The Mississippi Gulf Coast has experienced a slower, more complicated post-Katrina/recession recovery—but things are beginning to look up. Ryan Griffin, senior vice president of Rock Apartment Advisors, notes that while the onset of the recession hit this area considerably hard, recent data shows fair gains in occupancies and shrinking concessions.

“The middle of 2010 was the worst on the Gulf Coast of Mississippi, and you saw occupancies in the mid 80’s with concessions of anywhere from two to three months,” says Griffin. “Today, we’re probably in the low 90’s occupancy—I would say approximately 92 percent across the Gulf Coast of Mississippi—and there’s roughly one month of concession built in.”
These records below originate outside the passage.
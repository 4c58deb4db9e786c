//! Authorization guards.
//!
//! Small pure predicates over a [`PolicyConfig`]. The tool registry calls
//! them in a fixed order (write gate, then domain/entity allow-list) before
//! any request leaves the process. None of them hold state, so they are safe
//! to call from concurrent invocations.

use std::collections::HashSet;
use std::fmt;

use once_cell::sync::Lazy;
use regex::Regex;

use crate::config::PolicyConfig;
use crate::error::{BridgeError, Result};

/// Tools that mutate hub state. Everything else is read-only and stays
/// available when the write gate is on.
pub static WRITE_TOOLS: Lazy<HashSet<&'static str>> = Lazy::new(|| {
    [
        "ha_light_on",
        "ha_light_off",
        "ha_light_toggle",
        "ha_switch_on",
        "ha_switch_off",
        "ha_switch_toggle",
        "ha_climate_set_temp",
        "ha_climate_set_mode",
        "ha_climate_set_preset",
        "ha_media_play",
        "ha_media_pause",
        "ha_media_stop",
        "ha_media_volume",
        "ha_media_play_media",
        "ha_cover_open",
        "ha_cover_close",
        "ha_cover_position",
        "ha_scene_activate",
        "ha_script_run",
        "ha_automation_trigger",
        "ha_call_service",
        "ha_fire_event",
        "ha_notify",
    ]
    .into_iter()
    .collect()
});

static ENTITY_ID_RE: Lazy<Regex> =
    Lazy::new(|| Regex::new(r"^[a-z0-9_]+\.[a-z0-9_]+$").expect("static regex"));

/// Parsed `{domain}.{object_id}` identifier, always lowercase.
#[derive(Debug, Clone, PartialEq, Eq, Hash)]
pub struct EntityRef {
    pub domain: String,
    pub object_id: String,
}

impl fmt::Display for EntityRef {
    fn fmt(&self, f: &mut fmt::Formatter<'_>) -> fmt::Result {
        write!(f, "{}.{}", self.domain, self.object_id)
    }
}

/// Whether `tool_name` carries the write tag.
pub fn is_write_tool(tool_name: &str) -> bool {
    WRITE_TOOLS.contains(tool_name)
}

/// Reject write-tagged tools while the write gate is on.
pub fn assert_tool_allowed(config: &PolicyConfig, tool_name: &str) -> Result<()> {
    if config.read_only && is_write_tool(tool_name) {
        log::warn!("Write gate rejected {}", tool_name);
        return Err(BridgeError::authorization(format!(
            "Tool {} is blocked because readOnly=true",
            tool_name
        )));
    }
    Ok(())
}

/// Reject domains outside a non-empty allow-list. Case-insensitive.
pub fn assert_domain_allowed(config: &PolicyConfig, domain: &str) -> Result<()> {
    if !config.allows_domain(domain) {
        log::warn!("Allow-list rejected domain {}", domain);
        return Err(BridgeError::authorization(format!(
            "Domain {} is blocked by allowedDomains policy",
            domain
        )));
    }
    Ok(())
}

/// Parse and lowercase an entity id. Exactly one dot, both halves `[a-z0-9_]+`.
pub fn parse_entity_id(raw: &str) -> Result<EntityRef> {
    let normalized = raw.trim().to_lowercase();
    let parts = normalized
        .split_once('.')
        .filter(|_| ENTITY_ID_RE.is_match(&normalized));
    match parts {
        Some((domain, object_id)) => Ok(EntityRef {
            domain: domain.to_string(),
            object_id: object_id.to_string(),
        }),
        None => Err(BridgeError::validation(format!(
            "Invalid entity_id '{}'. Expected format: {{domain}}.{{object_id}}",
            raw
        ))),
    }
}

/// [`parse_entity_id`] followed by [`assert_domain_allowed`] on the parsed
/// domain. Returns the parsed reference so callers don't parse twice.
pub fn assert_entity_allowed(config: &PolicyConfig, raw: &str) -> Result<EntityRef> {
    let parsed = parse_entity_id(raw)?;
    assert_domain_allowed(config, &parsed.domain)?;
    Ok(parsed)
}
//! Publication visibility rule.
//!
//! A post is visible to readers when it is published, its `pub_date` is
//! strictly before the evaluation instant, and its category, if any, is
//! published. A post without a category stays eligible.
//!
//! The Postgres repository evaluates the same rule in SQL. The in-process
//! form below backs the in-memory store and the tests.

use chrono::{DateTime, Utc};

#[cfg(test)]
use super::post::Post;

#[cfg(test)]
pub(crate) fn is_visible_at(post: &Post, now: DateTime<Utc>) -> bool {
    post.is_published()
        && post.pub_date < now
        && post
            .category
            .as_ref()
            .is_none_or(|category| category.is_published())
}

/// Read request over the visible posts, ordered by `pub_date` descending.
///
/// Every query carries the instant it is evaluated at; callers take it at
/// call time so scheduled posts appear as soon as their date passes.
#[derive(Debug, Clone, PartialEq, Eq)]
pub(crate) struct VisiblePostsQuery {
    pub(crate) now: DateTime<Utc>,
    pub(crate) post_id: Option<i64>,
    pub(crate) category_slug: Option<String>,
    pub(crate) limit: Option<u32>,
}

impl VisiblePostsQuery {
    pub(crate) fn at(now: DateTime<Utc>) -> Self {
        Self {
            now,
            post_id: None,
            category_slug: None,
            limit: None,
        }
    }

    pub(crate) fn with_id(mut self, post_id: i64) -> Self {
        self.post_id = Some(post_id);
        self
    }

    pub(crate) fn in_category(mut self, slug: impl Into<String>) -> Self {
        self.category_slug = Some(slug.into());
        self
    }

    pub(crate) fn limit(mut self, limit: u32) -> Self {
        self.limit = Some(limit);
        self
    }

    /// Visibility plus the optional id and category constraints.
    #[cfg(test)]
    pub(crate) fn matches(&self, post: &Post) -> bool {
        if !is_visible_at(post, self.now) {
            return false;
        }
        if let Some(id) = self.post_id
            && post.id != id
        {
            return false;
        }
        if let Some(slug) = &self.category_slug {
            return post
                .category
                .as_ref()
                .is_some_and(|category| &category.slug == slug);
        }
        true
    }
}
One of the greatest factors behind reduced occupancy in recent years was an overbuilding of multifamily product that took place in the wake of Katrina. In an effort to revitalize the region’s housing, tax credits were allocated to construct more affordable housing units. Yet due to the nature of the multifamily construction pipeline, this product did not come online until years later—at the height of the Great Recession.

“You had an enormous amount of new product that came online, roughly adding 25 percent to the total supply over a 12- to 24-month period of time, so the market really was hurting,” says Griffin. “There weren’t a whole lot of demand drivers and there was a lot of new supply.”
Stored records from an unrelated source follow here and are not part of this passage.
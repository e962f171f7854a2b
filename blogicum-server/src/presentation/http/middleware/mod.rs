pub(crate) mod limits;
pub(crate) mod trace;
pub(crate) mod pages;
pub(crate) mod posts;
Yet as the nation continues its slow recovery from the recent recession, the Mississippi Gulf Coast is seeing bright spots that could positively impact its multifamily market despite an oversaturated inventory.

“The good news going forward is casinos are back; the casino revenues are back to pre-recession levels; there are two casinos that just came online; and the military seems to have continued to weather five rounds of cuts,” says Griffin.

Griffin further notes the sizeable economic impact that the military has had on the region and warns against the federal government doing anything that might jeopardize this job engine.

“It’s going to be very difficult for Washington to come in and create a man-made disaster by consolidating or moving those bases, which are really the base of employment on the Mississippi Gulf Coast,” says Griffin.

A little over 40 miles away, the city of Mobile, Ala. shows a wholly different track record. While the Mississippi Gulf Coast was experiencing reduced occupancy and an excess of inventory, Mobile was witnessing steady demand and a healthy level of absorption of existing product.

“Mobile didn’t go through the overbuilding that Mississippi did,” says Ankenbrandt at Rock Apartment Advisors. “Occupancies were high post-storm, and they remained high until about 2010 when the economy really hit them like it did the rest of the country.”

Ankenbrandt goes on to describe the type of economy the city has and what makes it distinguishable from New Orleans and cities like Gulfport and Biloxi.

“It’s different from Mississippi in that it’s not casino- or military-driven; it’s also not tourism or oil,” says Ankenbrandt. “It’s shipbuilding. There’s manufacturing, there’s the port—New Orleans and Mobile are two of the larger ports on the Gulf—and then there’s the manufacturing base. There’s a huge steel plant that was built north of Mobile that employed 3,500 people over the past three years.”